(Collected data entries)
"""

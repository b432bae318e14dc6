use super::{Comma, Formatter, ToSql};

use flurry_core::{stmt, Error, Result};

impl ToSql for &stmt::Value {
    fn to_sql(self, f: &mut Formatter<'_>) -> Result<()> {
        use stmt::Value::*;

        match self {
            Record(value) => {
                fmt!(f, "(" Comma(value.fields.iter()) ")");
            }
            List(values) => {
                fmt!(f, "(" Comma(values.iter()) ")");
            }
            Json(value) => {
                // There is no bind type for semi-structured values; bind the
                // text and parse it server side.
                let text = stmt::Value::String(value.to_string());
                fmt!(f, "PARSE_JSON(");
                f.bind(&text)?;
                fmt!(f, ")");
            }
            value => f.bind(&prepare(value)?)?,
        }

        Ok(())
    }
}

/// Converts a value to the representation it is bound with.
///
/// Durations are stored as a number of microseconds, UUIDs as 32 hex
/// digits without hyphens and semi-structured values as JSON text.
pub(super) fn prepare(value: &stmt::Value) -> Result<stmt::Value> {
    Ok(match value {
        stmt::Value::Duration(delta) => match delta.num_microseconds() {
            Some(micros) => stmt::Value::I64(micros),
            None => {
                return Err(Error::invalid_statement(format!(
                    "duration {delta} does not fit in microseconds"
                )))
            }
        },
        stmt::Value::Json(value) => stmt::Value::String(value.to_string()),
        stmt::Value::Uuid(uuid) => stmt::Value::String(uuid.simple().to_string()),
        value => value.clone(),
    })
}
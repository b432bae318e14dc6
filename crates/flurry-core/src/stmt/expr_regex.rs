use super::*;

/// Matches a string expression against a regular expression.
///
/// Whether the pattern must match the whole string is a property of the
/// dialect, see `Capability::regex_implicitly_anchored`.
#[derive(Debug, Clone, PartialEq)]
pub struct ExprRegex {
    pub expr: Box<Expr>,
    pub pattern: Box<Expr>,
    pub case_insensitive: bool,
}

impl Expr {
    pub fn regex(expr: impl Into<Self>, pattern: impl Into<Self>) -> Self {
        ExprRegex {
            expr: Box::new(expr.into()),
            pattern: Box::new(pattern.into()),
            case_insensitive: false,
        }
        .into()
    }

    pub fn iregex(expr: impl Into<Self>, pattern: impl Into<Self>) -> Self {
        ExprRegex {
            expr: Box::new(expr.into()),
            pattern: Box::new(pattern.into()),
            case_insensitive: true,
        }
        .into()
    }
}

impl From<ExprRegex> for Expr {
    fn from(value: ExprRegex) -> Self {
        Self::Regex(value)
    }
}
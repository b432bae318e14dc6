use super::Error;

/// Error when connection settings are missing or malformed.
///
/// Raised before any connection attempt is made and never retried.
#[derive(Debug)]
pub(super) struct InvalidConfiguration {
    message: Box<str>,
}

impl std::error::Error for InvalidConfiguration {}

impl core::fmt::Display for InvalidConfiguration {
    fn fmt(&self, f: &mut core::fmt::Formatter) -> core::fmt::Result {
        write!(f, "invalid configuration: {}", self.message)
    }
}

impl Error {
    /// Creates an invalid configuration error.
    pub fn invalid_configuration(message: impl Into<String>) -> Error {
        Error::from(super::ErrorKind::InvalidConfiguration(
            InvalidConfiguration {
                message: message.into().into(),
            },
        ))
    }

    /// Returns `true` if this error is an invalid configuration error.
    pub fn is_invalid_configuration(&self) -> bool {
        self.any_kind(|kind| matches!(kind, super::ErrorKind::InvalidConfiguration(_)))
    }
}
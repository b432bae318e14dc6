use super::{dialect::FuncRender, Comma, Formatter, ToSql};

use flurry_core::{stmt, Error, Result};

pub(super) fn to_sql(expr: &stmt::ExprFunc, f: &mut Formatter<'_>) -> Result<()> {
    let Some(render) = f.dialect().func(expr.kind) else {
        return Err(Error::unsupported_feature(format!(
            "function {}",
            expr.kind.name()
        )));
    };

    match render {
        FuncRender::Call(name) => {
            fmt!(f, name "(" Comma(&expr.args) ")");
            Ok(())
        }
        FuncRender::Custom(render) => render(f, &expr.args),
    }
}

fn arity<'a, const N: usize>(name: &str, args: &'a [stmt::Expr]) -> Result<&'a [stmt::Expr; N]> {
    args.try_into().map_err(|_| {
        Error::invalid_statement(format!(
            "{name} takes {N} argument(s), {} given",
            args.len()
        ))
    })
}

/// Null operands become empty strings instead of making the result null.
pub(super) fn concat(f: &mut Formatter<'_>, args: &[stmt::Expr]) -> Result<()> {
    if args.is_empty() {
        return Err(Error::invalid_statement("CONCAT needs at least one argument"));
    }

    fmt!(f, "CONCAT(");
    for (i, arg) in args.iter().enumerate() {
        if i > 0 {
            fmt!(f, ", ");
        }
        fmt!(f, "COALESCE(" arg ", '')");
    }
    fmt!(f, ")");
    Ok(())
}

/// `POSITION` takes the needle first.
pub(super) fn str_index(f: &mut Formatter<'_>, args: &[stmt::Expr]) -> Result<()> {
    let [haystack, needle] = arity::<2>("StrIndex", args)?;
    fmt!(f, "POSITION(" needle ", " haystack ")");
    Ok(())
}

pub(super) fn random(f: &mut Formatter<'_>, args: &[stmt::Expr]) -> Result<()> {
    let [] = arity::<0>("Random", args)?;
    fmt!(f, "UNIFORM(0, 0.99999999999999999, RANDOM())");
    Ok(())
}

fn sha2(f: &mut Formatter<'_>, args: &[stmt::Expr], bits: usize) -> Result<()> {
    let [arg] = arity::<1>("SHA2", args)?;
    fmt!(f, "SHA2(" arg ", " bits ")");
    Ok(())
}

pub(super) fn sha224(f: &mut Formatter<'_>, args: &[stmt::Expr]) -> Result<()> {
    sha2(f, args, 224)
}

pub(super) fn sha256(f: &mut Formatter<'_>, args: &[stmt::Expr]) -> Result<()> {
    sha2(f, args, 256)
}

pub(super) fn sha384(f: &mut Formatter<'_>, args: &[stmt::Expr]) -> Result<()> {
    sha2(f, args, 384)
}

pub(super) fn sha512(f: &mut Formatter<'_>, args: &[stmt::Expr]) -> Result<()> {
    sha2(f, args, 512)
}
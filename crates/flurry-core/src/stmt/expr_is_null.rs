use super::*;

#[derive(Debug, Clone, PartialEq)]
pub struct ExprIsNull {
    /// When `true`, tests `IS NOT NULL`
    pub negate: bool,

    pub expr: Box<Expr>,
}

impl Expr {
    pub fn is_null(expr: impl Into<Self>) -> Self {
        ExprIsNull {
            negate: false,
            expr: Box::new(expr.into()),
        }
        .into()
    }

    pub fn is_not_null(expr: impl Into<Self>) -> Self {
        ExprIsNull {
            negate: true,
            expr: Box::new(expr.into()),
        }
        .into()
    }
}

impl From<ExprIsNull> for Expr {
    fn from(value: ExprIsNull) -> Self {
        Self::IsNull(value)
    }
}
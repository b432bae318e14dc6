use super::{Formatter, ToSql};

use flurry_core::{
    stmt::{self, DatePart, TemporalKind},
    Error, Result,
};

/// An expression converted to a time zone, when one is given and the dialect
/// is time zone aware.
struct InTz<'a> {
    expr: &'a stmt::Expr,
    tz: Option<&'a str>,
}

impl ToSql for InTz<'_> {
    fn to_sql(self, f: &mut Formatter<'_>) -> Result<()> {
        match self.tz {
            Some(tz) if f.dialect().is_tz_aware() => {
                fmt!(f, "CONVERT_TIMEZONE(");
                f.bind(&stmt::Value::from(tz))?;
                fmt!(f, ", TO_TIMESTAMP(" self.expr "))");
            }
            _ => fmt!(f, self.expr),
        }
        Ok(())
    }
}

pub(super) fn extract(expr: &stmt::ExprExtract, f: &mut Formatter<'_>) -> Result<()> {
    let value = InTz {
        expr: &expr.expr,
        tz: expr.tz.as_deref(),
    };

    match expr.part {
        // Sunday = 1 through Saturday = 7
        DatePart::WeekDay => fmt!(f, "EXTRACT('dow', " value ") + 1"),
        DatePart::IsoWeekDay => fmt!(f, "EXTRACT('dow_iso', " value ")"),
        DatePart::IsoYear => fmt!(f, "EXTRACT('yearofweekiso', " value ")"),
        part => {
            fmt!(f, "EXTRACT(");
            f.bind(&stmt::Value::from(part.lookup_name()))?;
            fmt!(f, ", " value ")");
        }
    }

    Ok(())
}

pub(super) fn trunc(expr: &stmt::ExprTrunc, f: &mut Formatter<'_>) -> Result<()> {
    let value = InTz {
        expr: &expr.expr,
        tz: expr.tz.as_deref(),
    };

    fmt!(f, "DATE_TRUNC(");
    f.bind(&stmt::Value::from(expr.kind.lookup_name()))?;
    fmt!(f, ", " value ")");

    if expr.output == TemporalKind::Time {
        fmt!(f, "::time");
    }

    Ok(())
}

pub(super) fn date_cast(expr: &stmt::ExprDateCast, f: &mut Formatter<'_>) -> Result<()> {
    let ty = match expr.output {
        TemporalKind::Date => "date",
        TemporalKind::Time => "time",
        TemporalKind::DateTime => {
            return Err(Error::invalid_statement(
                "a timestamp can only be cast to its date or its time",
            ))
        }
    };

    let value = InTz {
        expr: &expr.expr,
        tz: expr.tz.as_deref(),
    };

    fmt!(f, "(" value ")::" ty);
    Ok(())
}

/// Difference in microseconds. The right-hand side of a time difference is
/// passed through `TO_TIME` so string operands are accepted.
pub(super) fn temporal_sub(expr: &stmt::ExprTemporalSub, f: &mut Formatter<'_>) -> Result<()> {
    fmt!(f, "TIMEDIFF(MICROSECOND, ");

    if expr.kind == TemporalKind::Time {
        fmt!(f, "TO_TIME(" expr.rhs ")");
    } else {
        fmt!(f, expr.rhs);
    }

    fmt!(f, ", " expr.lhs ")");
    Ok(())
}
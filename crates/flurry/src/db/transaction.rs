use super::{Db, PooledConnection};
use crate::Result;

use flurry_core::{
    driver::{Rows, Transaction as TransactionOp},
    stmt::Statement,
};

/// A transaction holding one leased connection.
///
/// The warehouse has a single level of transactions; nesting is not
/// supported.
///
/// The connection returns to the pool only after a successful `COMMIT` or
/// `ROLLBACK`. Dropping the transaction in any other state, including when
/// the surrounding future is cancelled, closes the connection.
#[derive(Debug)]
pub struct Transaction<'a> {
    db: &'a Db,
    connection: PooledConnection,
}

impl<'a> Transaction<'a> {
    pub(super) async fn begin(db: &'a Db) -> Result<Transaction<'a>> {
        let mut tx = Transaction {
            db,
            connection: db.pool().acquire().await?,
        };

        tx.connection.set_reusable(false);
        tx.control(TransactionOp::Begin).await?;
        Ok(tx)
    }

    /// Execute a statement inside the transaction.
    pub async fn exec(&mut self, stmt: &Statement) -> Result<Rows> {
        let plan = self.db.plan(stmt)?;
        plan.run(&mut self.connection).await
    }

    /// Commit. On failure the session state is unknown and the connection
    /// is discarded when `self` drops.
    pub(super) async fn commit(mut self) -> Result<()> {
        self.control(TransactionOp::Commit).await?;
        self.connection.set_reusable(true);
        Ok(())
    }

    /// Roll back, logging failures. The caller already has an error to
    /// report.
    pub(super) async fn rollback(mut self) {
        if let Err(err) = self.connection.cancel() {
            tracing::warn!(%err, "failed to cancel statement");
        }

        match self.control(TransactionOp::Rollback).await {
            Ok(()) => self.connection.set_reusable(true),
            Err(err) => tracing::warn!(%err, "failed to roll back transaction"),
        }
    }

    async fn control(&mut self, op: TransactionOp) -> Result<()> {
        let sql = self.db.serializer().serialize_transaction(&op)?;
        tracing::trace!(%sql, "transaction control");
        self.connection.execute(&sql, &[]).await?;
        Ok(())
    }
}
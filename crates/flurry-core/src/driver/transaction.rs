/// Transaction control operations.
#[derive(Debug, Clone, Copy, PartialEq, Eq)]
pub enum Transaction {
    /// Start a transaction
    Begin,

    /// Commit the current transaction
    Commit,

    /// Roll back the current transaction
    Rollback,

    /// Create a savepoint with the given identifier
    Savepoint(usize),

    /// Release a savepoint
    ReleaseSavepoint(usize),

    /// Roll back to a savepoint
    RollbackToSavepoint(usize),
}

impl Transaction {
    pub fn is_savepoint(&self) -> bool {
        matches!(
            self,
            Self::Savepoint(_) | Self::ReleaseSavepoint(_) | Self::RollbackToSavepoint(_)
        )
    }
}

"""

EXERCISE
The required answer is each line of the data in which the word "ToSql" appears.

EXERCISE SOLUTION
use super::{Comma, Formatter, ToSql};
impl ToSql for &stmt::Value {
use super::{dialect::FuncRender, Comma, Formatter, ToSql};
use super::{Formatter, ToSql};
impl ToSql for InTz<'_> {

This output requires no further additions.